In seguito alla vittoria ottenuta con il referendum sull’acqua, la maggioranza dei cittadini ha affermato con forza che l’acqua deve rimanere pubblica e che le aziende non devono speculare sopra un bene comune. Questa decisione però sembra non venga rispettata né dal governo, né dalle aziende che gestiscono il servizio idrico.

Con la pubblicazione del Decreto del Presidente della Repubblica n. 116 in data 20 luglio 2011, è stata sancita ufficialmente l’abrogazione, con effetto dal 21 luglio 2011, della norma che consentiva ai gestori di caricare nelle bollette anche la componente della “remunerazione del capitale investito”.

L’effetto di quel voto è scritto molto chiaramente nella sentenza di ammissibilità del 2° quesito referendario (26/2011), nella quale La Corte costituzionale afferma che “la normativa residua è immediatamente applicabile” e “non presenta elementi di contraddittorietà”.

Oggi, i gestori del servizio idrico italiano hanno ignorato con pretestuose argomentazioni l’esito referendario. Può essere accettato che alcuni non applichino leggi che non gradiscono? Può essere accettato che un istituzione costituzionale come il referendum abrogativo, elemento fondamentale del nostro sistema democratico, venga ignorato e umiliato in modo così plateale?

In aggiunta alle normative disattese, c’è da considerare inoltre il modo in cui l’acqua del servizio pubblico viene attinta e immessa in distribuzione nelle case. Il problema sta nella captazione tramite pozzi artesiani che, nonostante affondino le trivelle a centinaia di metri di profondità, forniscono ai cittadini acque inquinate e sature di metalli pesanti.

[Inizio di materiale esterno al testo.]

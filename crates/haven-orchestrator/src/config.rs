//! One immutable configuration object for the whole pipeline.

use std::time::Duration;

use haven_engine::EngineConfig;
use haven_escalate::EscalationConfig;
use haven_risk::ClassifierConfig;
use haven_session::{StoreConfig, SweepConfig};

/// Pipeline configuration, assembled once and passed into each component's
/// constructor. There is no global mutable settings object.
#[derive(Debug, Clone)]
pub struct HavenConfig {
    pub store: StoreConfig,
    pub sweep: SweepConfig,
    pub classifier: ClassifierConfig,
    pub engine: EngineConfig,
    pub escalation: EscalationConfig,
    /// Upper bound for waiting on a warm transfer to connect.
    pub transfer_wait: Duration,
}

impl Default for HavenConfig {
    fn default() -> Self {
        Self {
            store: StoreConfig::default(),
            sweep: SweepConfig::default(),
            classifier: ClassifierConfig::default(),
            engine: EngineConfig::default(),
            escalation: EscalationConfig::default(),
            transfer_wait: Duration::from_secs(10 * 60),
        }
    }
}
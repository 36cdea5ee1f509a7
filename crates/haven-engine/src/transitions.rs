//! The allowed-edge table.
//!
//! Every transition the engine applies is checked against this table; a
//! request for any edge not listed is rejected and the session stays put.

use haven_types::SessionState;

use SessionState::*;

/// Allowed outgoing edges per state. `Close` has none.
pub const ALLOWED_EDGES: &[(SessionState, &[SessionState])] = &[
    (Init, &[Consented, Escalate, Close]),
    (Consented, &[Triage, Escalate, Close]),
    (Triage, &[SupportLoop, Escalate, Close]),
    (SupportLoop, &[RiskCheck, Resources, Escalate, Close]),
    (RiskCheck, &[SupportLoop, Escalate, Close]),
    (Resources, &[SupportLoop, Escalate, Close]),
    (Escalate, &[Close]),
    (Close, &[]),
];

/// Outgoing edges allowed from `state`.
pub fn allowed_from(state: SessionState) -> &'static [SessionState] {
    ALLOWED_EDGES
        .iter()
        .find(|(from, _)| *from == state)
        .map(|(_, targets)| *targets)
        .unwrap_or(&[])
}

/// Whether `from -> to` is in the table.
pub fn is_allowed(from: SessionState, to: SessionState) -> bool {
    allowed_from(from).contains(&to)
}

#[cfg(test)]
mod tests {
    use super::*;

    #[test]
    fn close_has_no_outgoing_edges() {
        assert!(allowed_from(Close).is_empty());
        assert!(!is_allowed(Close, Init));
        assert!(!is_allowed(Close, Escalate));
    }

    #[test]
    fn escalate_only_reaches_close() {
        assert_eq!(allowed_from(Escalate), &[Close]);
    }

    #[test]
    fn every_non_terminal_state_can_escalate_and_close() {
        for state in [Init, Consented, Triage, SupportLoop, RiskCheck, Resources] {
            assert!(is_allowed(state, Escalate), "{state} cannot escalate");
            assert!(is_allowed(state, Close), "{state} cannot close");
        }
    }

    #[test]
    fn loop_states_return_to_support() {
        assert!(is_allowed(RiskCheck, SupportLoop));
        assert!(is_allowed(Resources, SupportLoop));
        assert!(!is_allowed(RiskCheck, Resources));
    }

    #[test]
    fn forward_path_is_linear() {
        assert!(is_allowed(Init, Consented));
        assert!(!is_allowed(Init, Triage));
        assert!(is_allowed(Consented, Triage));
        assert!(!is_allowed(Consented, SupportLoop));
        assert!(is_allowed(Triage, SupportLoop));
        assert!(!is_allowed(SupportLoop, Triage));
    }
}
//! Risk severity model and assessment records.
//!
//! Severity is a total order (`None < Low < Medium < High < Critical`). An
//! assessment's overall severity may never sit below its highest factor —
//! that invariant is enforced at construction time and a violation is a
//! programming error, not a user-facing one.

use chrono::{DateTime, Utc};
use serde::{Deserialize, Serialize};
use thiserror::Error;

use crate::ids::{AssessmentId, SessionId};

/// Ordered risk severity label.
#[derive(
    Debug, Clone, Copy, PartialEq, Eq, PartialOrd, Ord, Hash, Serialize, Deserialize,
)]
pub enum RiskSeverity {
    None,
    Low,
    Medium,
    High,
    Critical,
}

impl RiskSeverity {
    /// Numeric rank, `None` = 0 through `Critical` = 4.
    pub fn rank(&self) -> u8 {
        match self {
            RiskSeverity::None => 0,
            RiskSeverity::Low => 1,
            RiskSeverity::Medium => 2,
            RiskSeverity::High => 3,
            RiskSeverity::Critical => 4,
        }
    }

    /// One level up, capped at `Critical`.
    pub fn bumped(&self) -> Self {
        match self {
            RiskSeverity::None => RiskSeverity::Low,
            RiskSeverity::Low => RiskSeverity::Medium,
            RiskSeverity::Medium => RiskSeverity::High,
            RiskSeverity::High | RiskSeverity::Critical => RiskSeverity::Critical,
        }
    }
}

impl std::fmt::Display for RiskSeverity {
    fn fmt(&self, f: &mut std::fmt::Formatter<'_>) -> std::fmt::Result {
        let s = match self {
            RiskSeverity::None => "NONE",
            RiskSeverity::Low => "LOW",
            RiskSeverity::Medium => "MEDIUM",
            RiskSeverity::High => "HIGH",
            RiskSeverity::Critical => "CRITICAL",
        };
        write!(f, "{}", s)
    }
}

/// Category of detected risk.
#[derive(Debug, Clone, Copy, PartialEq, Eq, Hash, Serialize, Deserialize)]
pub enum RiskCategory {
    Suicide,
    SelfHarm,
    HarmToOthers,
    SubstanceAbuse,
    DomesticViolence,
    Crisis,
    Other,
}

impl std::fmt::Display for RiskCategory {
    fn fmt(&self, f: &mut std::fmt::Formatter<'_>) -> std::fmt::Result {
        let s = match self {
            RiskCategory::Suicide => "SUICIDE",
            RiskCategory::SelfHarm => "SELF_HARM",
            RiskCategory::HarmToOthers => "HARM_TO_OTHERS",
            RiskCategory::SubstanceAbuse => "SUBSTANCE_ABUSE",
            RiskCategory::DomesticViolence => "DOMESTIC_VIOLENCE",
            RiskCategory::Crisis => "CRISIS",
            RiskCategory::Other => "OTHER",
        };
        write!(f, "{}", s)
    }
}

/// One detected risk signal.
#[derive(Debug, Clone, Serialize, Deserialize)]
pub struct RiskFactor {
    pub category: RiskCategory,
    pub severity: RiskSeverity,
    /// Confidence in this factor, [0, 1].
    pub confidence: f64,
    /// Terms that triggered the factor.
    pub keywords: Vec<String>,
    /// Short excerpt of the surrounding text.
    pub context: String,
    pub detected_at: DateTime<Utc>,
}

/// Construction-time contract failures. Programming errors, never surfaced
/// to the conversation.
#[derive(Debug, Error)]
pub enum ContractViolation {
    #[error(
        "overall severity {overall} is below highest factor severity {max_factor}"
    )]
    SeverityBelowFactors {
        overall: RiskSeverity,
        max_factor: RiskSeverity,
    },

    #[error("confidence {0} outside [0, 1]")]
    ConfidenceOutOfRange(f64),
}

/// Complete risk assessment for one message.
#[derive(Debug, Clone, Serialize, Deserialize)]
pub struct RiskAssessment {
    pub id: AssessmentId,
    pub session_id: SessionId,
    pub overall_severity: RiskSeverity,
    /// Overall confidence, [0, 1].
    pub overall_confidence: f64,
    pub factors: Vec<RiskFactor>,
    pub assessed_at: DateTime<Utc>,
}

impl RiskAssessment {
    /// Build an assessment, enforcing the severity floor invariant:
    /// `overall_severity >= max(factor.severity)`.
    pub fn new(
        session_id: SessionId,
        overall_severity: RiskSeverity,
        overall_confidence: f64,
        factors: Vec<RiskFactor>,
    ) -> Result<Self, ContractViolation> {
        let max_factor = factors
            .iter()
            .map(|f| f.severity)
            .max()
            .unwrap_or(RiskSeverity::None);
        if overall_severity < max_factor {
            return Err(ContractViolation::SeverityBelowFactors {
                overall: overall_severity,
                max_factor,
            });
        }
        if !(0.0..=1.0).contains(&overall_confidence) {
            return Err(ContractViolation::ConfidenceOutOfRange(overall_confidence));
        }

        Ok(Self {
            id: AssessmentId::generate(),
            session_id,
            overall_severity,
            overall_confidence,
            factors,
            assessed_at: Utc::now(),
        })
    }

    /// An empty assessment: no factors, severity `None`, confidence 0.
    pub fn none(session_id: SessionId) -> Self {
        Self {
            id: AssessmentId::generate(),
            session_id,
            overall_severity: RiskSeverity::None,
            overall_confidence: 0.0,
            factors: Vec::new(),
            assessed_at: Utc::now(),
        }
    }
}
use haven_engine::{
    EscalationSignal, ResponseFlags, ResponseGenerator, StateMachine, TemplateResponder,
};
use haven_escalate::{
    EscalationCoordinator, MockTransferClient, ResourceDirectory, StaticDirectory,
    WarmTransferClient,
};
use haven_redact::Redactor;
use haven_risk::RiskClassifier;
use haven_session::{
    ExpirySweeper, SessionBackend, SessionStore, SessionValidity,
};
use haven_types::{
    ConsentStatus, EventPriority, EventType, Resource, ResourceCategory, RiskSeverity, Session,
    SessionId, SessionState, TransferId, TransferRecord, TransferStatus, TransitionRecord,
    TransitionTrigger, TriageEvent,
};

use crate::config::HavenConfig;
use crate::error::OrchestratorError;
use crate::events::{EventSink, TracingEventSink};

/// What one processed message returns to the caller.
#[derive(Debug, Clone)]
pub struct MessageResponse {
    pub session_id: SessionId,
    pub content: String,
    pub state: SessionState,
    pub severity: RiskSeverity,
    /// True when the session was invalid and state was left untouched.
    pub degraded: bool,
    pub transition: Option<TransitionRecord>,
    pub transfer: Option<TransferRecord>,
}

impl MessageResponse {
    fn degraded(session: &Session, validity: SessionValidity) -> Self {
        let content = match validity {
            SessionValidity::Closed => {
                "This session has ended. If you need support, please start a new conversation."
            }
            _ => {
                "This session has expired or reached its limit. Please start a new session — \
                 and if you are in immediate danger, call or text 988."
            }
        };
        Self {
            session_id: session.id.clone(),
            content: content.to_string(),
            state: session.state,
            severity: RiskSeverity::None,
            degraded: true,
            transition: None,
            transfer: None,
        }
    }
}

/// Point-in-time system status.
#[derive(Debug, Clone)]
pub struct StatusReport {
    pub total_sessions: usize,
    pub active_sessions: usize,
    pub closed_sessions: usize,
    pub escalations_in_flight: usize,
}

struct EscalationHandle {
    transfer_id: TransferId,
    task: JoinHandle<()>,
}

/// Builder for [`Orchestrator`] collaborator wiring.
pub struct OrchestratorBuilder {
    config: HavenConfig,
    responder: Arc<dyn ResponseGenerator>,
    directory: Arc<dyn ResourceDirectory>,
    transfer_client: Arc<dyn WarmTransferClient>,
    events: Arc<dyn EventSink>,
    backend: Option<Arc<dyn SessionBackend>>,
}

impl OrchestratorBuilder {
    fn new(config: HavenConfig) -> Self {
        Self {
            config,
            responder: Arc::new(TemplateResponder),
            directory: Arc::new(StaticDirectory::builtin()),
            transfer_client: Arc::new(MockTransferClient::progressing()),
            events: Arc::new(TracingEventSink),
            backend: None,
        }
    }

    pub fn responder(mut self, responder: Arc<dyn ResponseGenerator>) -> Self {
        self.responder = responder;
        self
    }

    pub fn directory(mut self, directory: Arc<dyn ResourceDirectory>) -> Self {
        self.directory = directory;
        self
    }

    pub fn transfer_client(mut self, client: Arc<dyn WarmTransferClient>) -> Self {
        self.transfer_client = client;
        self
    }

    pub fn events(mut self, events: Arc<dyn EventSink>) -> Self {
        self.events = events;
        self
    }

    pub fn session_backend(mut self, backend: Arc<dyn SessionBackend>) -> Self {
        self.backend = Some(backend);
        self
    }

    pub fn build(self) -> Orchestrator {
        let classifier = Arc::new(RiskClassifier::new(self.config.classifier.clone()));
        let store = match self.backend {
            Some(backend) => {
                Arc::new(SessionStore::with_backend(backend, self.config.store.clone()))
            }
            None => Arc::new(SessionStore::in_memory(self.config.store.clone())),
        };
        let machine = StateMachine::new(
            self.responder,
            classifier.clone(),
            self.config.engine.clone(),
        );
        let coordinator = Arc::new(EscalationCoordinator::new(
            self.directory,
            self.transfer_client,
            self.config.escalation.clone(),
        ));

        Orchestrator {
            config: self.config,
            store,
            redactor: Redactor::default(),
            classifier,
            machine,
            coordinator,
            events: self.events,
            sweeper: std::sync::Mutex::new(None),
            escalations: DashMap::new(),
        }
    }
}

/// Top-level coordinator of the triage pipeline.
pub struct Orchestrator {
    config: HavenConfig,
    store: Arc<SessionStore>,
    redactor: Redactor,
    classifier: Arc<RiskClassifier>,
    machine: StateMachine,
    coordinator: Arc<EscalationCoordinator>,
    events: Arc<dyn EventSink>,
    sweeper: std::sync::Mutex<Option<ExpirySweeper>>,
    escalations: DashMap<SessionId, EscalationHandle>,
}
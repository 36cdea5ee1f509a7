//! The redaction pass itself.

use serde::{Deserialize, Serialize};
use serde_json::Value;

use crate::catalog::{PatternCatalog, PiiKind};

/// One redacted span, recorded for audit.
///
/// Offsets refer to the text as it was before substitution. The original
/// value is not retained — only a truncated blake3 hash for correlation.
#[derive(Debug, Clone, Serialize, Deserialize)]
pub struct RedactedSpan {
    pub kind: PiiKind,
    pub start: usize,
    pub end: usize,
    pub replacement: &'static str,
    pub value_hash: String,
}

/// Result of redacting one piece of text.
#[derive(Debug, Clone)]
pub struct Redaction {
    pub text: String,
    pub spans: Vec<RedactedSpan>,
}

impl Redaction {
    pub fn count(&self) -> usize {
        self.spans.len()
    }

    /// Distinct kinds redacted, in first-seen order.
    pub fn kinds(&self) -> Vec<PiiKind> {
        let mut kinds = Vec::new();
        for span in &self.spans {
            if !kinds.contains(&span.kind) {
                kinds.push(span.kind);
            }
        }
        kinds
    }
}

/// Pattern-driven PII redactor. Pure over its inputs; no state beyond the
/// compiled catalog.
pub struct Redactor {
    catalog: PatternCatalog,
}

impl Redactor {
    pub fn new(catalog: PatternCatalog) -> Self {
        Self { catalog }
    }

    /// Redact all catalog matches in `text`.
    ///
    /// Each pass collects matches across every pattern, resolves overlaps in
    /// favor of the earlier-starting (then longer) span, and substitutes
    /// rightmost-first so earlier offsets stay valid. Passes repeat until
    /// nothing matches, so a fragment shadowed by an overlapping match in one
    /// pass is still caught — the result is a fixpoint and re-redacting it
    /// changes nothing. Span offsets refer to the text of the pass that
    /// found them.
    pub fn redact_text(&self, text: &str) -> Redaction {
        let mut current = text.to_string();
        let mut spans = Vec::new();
        // Shadowing nests at most a couple of levels deep.
        for _ in 0..8 {
            let pass = self.redact_pass(&current);
            if pass.spans.is_empty() {
                break;
            }
            spans.extend(pass.spans);
            current = pass.text;
        }
        Redaction {
            text: current,
            spans,
        }
    }

    fn redact_pass(&self, text: &str) -> Redaction {
        let mut candidates: Vec<(PiiKind, usize, usize)> = Vec::new();
        for (kind, re) in self.catalog.patterns() {
            for m in re.find_iter(text) {
                candidates.push((*kind, m.start(), m.end()));
            }
        }

        // Earlier start wins; longer span wins a tie.
        candidates.sort_by(|a, b| a.1.cmp(&b.1).then(b.2.cmp(&a.2)));
        let mut kept: Vec<(PiiKind, usize, usize)> = Vec::new();
        let mut covered_to = 0usize;
        for (kind, start, end) in candidates {
            if start >= covered_to {
                kept.push((kind, start, end));
                covered_to = end;
            }
        }

        let spans: Vec<RedactedSpan> = kept
            .iter()
            .map(|(kind, start, end)| RedactedSpan {
                kind: *kind,
                start: *start,
                end: *end,
                replacement: kind.token(),
                value_hash: hash_value(&text[*start..*end]),
            })
            .collect();

        let mut redacted = text.to_string();
        for (kind, start, end) in kept.iter().rev() {
            redacted.replace_range(*start..*end, kind.token());
        }

        Redaction {
            text: redacted,
            spans,
        }
    }

    /// Redact a structured value recursively, preserving shape.
    ///
    /// Strings are redacted, objects and arrays are walked, every other
    /// leaf passes through unchanged. Never errors.
    pub fn redact_value(&self, value: &Value) -> (Value, Vec<RedactedSpan>) {
        let mut spans = Vec::new();
        let redacted = self.redact_value_inner(value, &mut spans);
        (redacted, spans)
    }

    fn redact_value_inner(&self, value: &Value, spans: &mut Vec<RedactedSpan>) -> Value {
        match value {
            Value::String(s) => {
                let redaction = self.redact_text(s);
                spans.extend(redaction.spans);
                Value::String(redaction.text)
            }
            Value::Object(map) => {
                let mut out = serde_json::Map::with_capacity(map.len());
                for (key, val) in map {
                    out.insert(key.clone(), self.redact_value_inner(val, spans));
                }
                Value::Object(out)
            }
            Value::Array(items) => Value::Array(
                items
                    .iter()
                    .map(|item| self.redact_value_inner(item, spans))
                    .collect(),
            ),
            other => other.clone(),
        }
    }

    /// Whether any catalog pattern matches.
    pub fn contains_pii(&self, text: &str) -> bool {
        self.catalog
            .patterns()
            .iter()
            .any(|(_, re)| re.is_match(text))
    }

    /// Kinds present in `text`, in catalog order.
    pub fn detected_kinds(&self, text: &str) -> Vec<PiiKind> {
        self.catalog
            .patterns()
            .iter()
            .filter(|(_, re)| re.is_match(text))
            .map(|(kind, _)| *kind)
            .collect()
    }
}

impl Default for Redactor {
    fn default() -> Self {
        Self::new(PatternCatalog::standard())
    }
}

fn hash_value(value: &str) -> String {
    let hex = blake3::hash(value.as_bytes()).to_hex();
    hex.as_str()[..8].to_string()
}
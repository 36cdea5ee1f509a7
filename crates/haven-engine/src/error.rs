use haven_types::SessionState;
use thiserror::Error;

/// Errors from the state machine.
#[derive(Debug, Error)]
pub enum EngineError {
    #[error("illegal transition {from} -> {to}")]
    IllegalTransition {
        from: SessionState,
        to: SessionState,
    },

    #[error("response generation failed: {0}")]
    Responder(String),
}
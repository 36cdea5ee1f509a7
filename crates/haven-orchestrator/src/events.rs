//! The event sink seam.

use haven_types::TriageEvent;
use tracing::info;

/// Consumes pipeline events. Fire-and-forget: implementations must never
/// block the caller and must swallow their own failures.
pub trait EventSink: Send + Sync {
    fn emit(&self, event: TriageEvent);
}

/// Default sink: structured log lines via `tracing`.
#[derive(Debug, Default)]
pub struct TracingEventSink;

impl EventSink for TracingEventSink {
    fn emit(&self, event: TriageEvent) {
        info!(
            event = %event.kind,
            session_id = %event.session_id,
            priority = ?event.priority,
            "triage event"
        );
    }
}
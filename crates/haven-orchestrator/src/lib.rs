//! # haven-orchestrator
//!
//! The top-level façade over the triage pipeline. Each inbound message runs
//!
//! ```text
//! message → PII redaction (audit copy) → risk classification
//!         → state machine → session store → event sink
//! ```
//!
//! under a per-session write lock: concurrent messages for the same session
//! are strictly serialized, different sessions run fully in parallel. The
//! orchestrator also owns the background expiry sweep and the bounded
//! escalation-polling tasks, cancelling the latter when their session
//! closes.

mod config;
mod error;
mod events;
mod orchestrator;

pub use config::HavenConfig;
pub use error::OrchestratorError;
pub use events::{EventSink, TracingEventSink};
pub use orchestrator::{MessageResponse, Orchestrator, OrchestratorBuilder, StatusReport};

La ragione è semplice: l’inquinamento di superficie dovuto all’uso sconsiderato di agenti chimici per l’agricoltura o derivanti dalla lavorazione industriale, oltre agli scarichi fognari urbani, contribuisce enormemente all’avvelenamento delle acque. Da ciò la necessità di attingere a polle sempre più profonde.
Il risultato è che le sorgenti non zampillano più o, se ancora gettano acqua, questa è imbevibile; inoltre, le sostanze nocive scendono sempre più in profondità attraverso il percolamento, e l’avvelenamento continuerà ad aggravarsi.

Una delle ragioni per cui l’acqua tende ad essere privatizzata sta proprio in questo processo irreversibile. L’acqua presente sul pianeta è sempre la stessa: non decresce né aumenta. Ma, a differenza di quanto avveniva sino a un centinaio di anni fa, oggi è quasi tutta imbevibile.
Prova ne sia il continuo aumento per legge della tollerabilità delle sostanze nocive presenti nell’acqua “potabile”.

Di conseguenza, la gente ricorre sempre più all’acqua in bottiglia, causando un peggioramento della situazione ambientale, sia per l’uso della plastica, che spesso finisce in inceneritori, sia per l’ulteriore impoverimento delle polle sotterranee.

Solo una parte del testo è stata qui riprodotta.